======== Provided data ========

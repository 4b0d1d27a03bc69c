//! 로렌츠 완전 연결 레이어
//!
//! 패치마다 `(시간, 공간)` 벡터를 받아 `y = x W^T + b`를 계산한 뒤,
//! 출력을 다시 쌍곡면 위의 점으로 만듭니다.

use crate::error::{GroupConvError, Result};
use crate::manifold::Manifold;
use ndarray::{s, Array1, Array2, Array3, ArrayView2, ArrayView3, Axis};
use rayon::prelude::*;
use std::sync::Arc;

/// 정규화 경로에서 공간 노름이 0으로 취급되는 경계
const ZERO_NORM_SQ: f32 = 1e-10;
/// 정규화 경로의 시간 성분 안정화 항
const TIME_EPS: f32 = 1e-5;
/// 정규화 스케일 파라미터 초기값 (exp 이전)
const DEFAULT_SCALE: f32 = 2.3;

/// 새로 할당된 선형 레이어 파라미터. `weight`는 `(out_features, in_features)`.
#[derive(Debug, Clone, PartialEq)]
pub struct LinearParams {
    pub weight: Array2<f32>,
    pub bias: Option<Array1<f32>>,
}

impl LinearParams {
    pub fn in_features(&self) -> usize {
        self.weight.ncols()
    }

    pub fn out_features(&self) -> usize {
        self.weight.nrows()
    }
}

/// 패치 벡터 `(batch, num_patches, in)` -> 쌍곡면 위의 점 `(batch, num_patches, out)`
pub trait EquivariantLinear: Send + Sync + Sized {
    /// 입력/출력 너비는 `params`의 형상이, bias 여부는 `params.bias`가 결정합니다.
    fn from_parameters(
        manifold: Arc<dyn Manifold>,
        params: LinearParams,
        normalize: bool,
    ) -> Result<Self>;

    fn parameters(&self) -> &LinearParams;

    fn in_features(&self) -> usize {
        self.parameters().in_features()
    }

    fn out_features(&self) -> usize {
        self.parameters().out_features()
    }

    fn forward(&self, x: &ArrayView3<f32>) -> Result<Array3<f32>>;
}

#[derive(Debug, Clone)]
pub struct LorentzFullyConnected {
    manifold: Arc<dyn Manifold>,
    params: LinearParams,
    normalize: bool,
    scale: f32,
}

impl LorentzFullyConnected {
    /// y = x W^T + b
    fn affine(&self, x: &ArrayView2<f32>) -> Array2<f32> {
        let mut y = x.dot(&self.params.weight.t());
        if let Some(bias) = &self.params.bias {
            y += bias;
        }
        y
    }

    fn normalize_rows(&self, y: &ArrayView2<f32>) -> Array2<f32> {
        let k = self.manifold.k();
        let sqrt_k = self.manifold.sqrt_k();
        let max_scale = self.scale.exp();
        let mut out = Array2::zeros(y.raw_dim());

        out.axis_iter_mut(Axis(0))
            .into_par_iter()
            .enumerate()
            .for_each(|(i, mut row)| {
                let y_row = y.row(i);
                let space = y_row.slice(s![1..]);
                let square_norm = space.dot(&space);
                if square_norm <= ZERO_NORM_SQ {
                    // 원점: 시간 = sqrt(k), 공간 = 0
                    row[0] = sqrt_k;
                    return;
                }
                let scale = sigmoid(y_row[0]) * max_scale;
                let inv_norm = 1.0 / square_norm.sqrt();
                for j in 1..row.len() {
                    row[j] = scale * y_row[j] * inv_norm;
                }
                row[0] = (scale * scale + k + TIME_EPS).sqrt();
            });

        out
    }
}

#[inline]
fn sigmoid(x: f32) -> f32 {
    1.0 / (1.0 + (-x).exp())
}

impl EquivariantLinear for LorentzFullyConnected {
    fn from_parameters(
        manifold: Arc<dyn Manifold>,
        params: LinearParams,
        normalize: bool,
    ) -> Result<Self> {
        if params.in_features() == 0 || params.out_features() == 0 {
            return Err(GroupConvError::invalid_config(format!(
                "linear layer needs non-empty weight, got {:?}",
                params.weight.dim()
            )));
        }
        if let Some(bias) = &params.bias {
            if bias.len() != params.out_features() {
                return Err(GroupConvError::shape_mismatch(
                    "linear bias",
                    &[params.out_features()],
                    &[bias.len()],
                ));
            }
        }
        Ok(Self {
            manifold,
            params,
            normalize,
            scale: DEFAULT_SCALE,
        })
    }

    fn parameters(&self) -> &LinearParams {
        &self.params
    }

    fn forward(&self, x: &ArrayView3<f32>) -> Result<Array3<f32>> {
        let (batch, num_patches, width) = x.dim();
        if width != self.in_features() {
            return Err(GroupConvError::shape_mismatch(
                "linear input",
                &[batch, num_patches, self.in_features()],
                &[batch, num_patches, width],
            ));
        }

        let contiguous = x.as_standard_layout();
        let flat = contiguous
            .view()
            .into_shape((batch * num_patches, width))
            .map_err(|_| GroupConvError::shape_mismatch("linear input", &[batch * num_patches, width], x.shape()))?;

        let y = self.affine(&flat);
        let points = if self.normalize {
            self.normalize_rows(&y.view())
        } else {
            self.manifold.add_time(&y.slice(s![.., 1..]))
        };

        let out_features = self.out_features();
        points
            .into_shape((batch, num_patches, out_features))
            .map_err(|_| {
                GroupConvError::shape_mismatch(
                    "linear output",
                    &[batch, num_patches, out_features],
                    &[batch * num_patches, out_features],
                )
            })
    }
}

========

All lines above containing the string "impl" are to be collected.

» Answer to this problem
impl LinearParams {
impl LorentzFullyConnected {
impl EquivariantLinear for LorentzFullyConnected {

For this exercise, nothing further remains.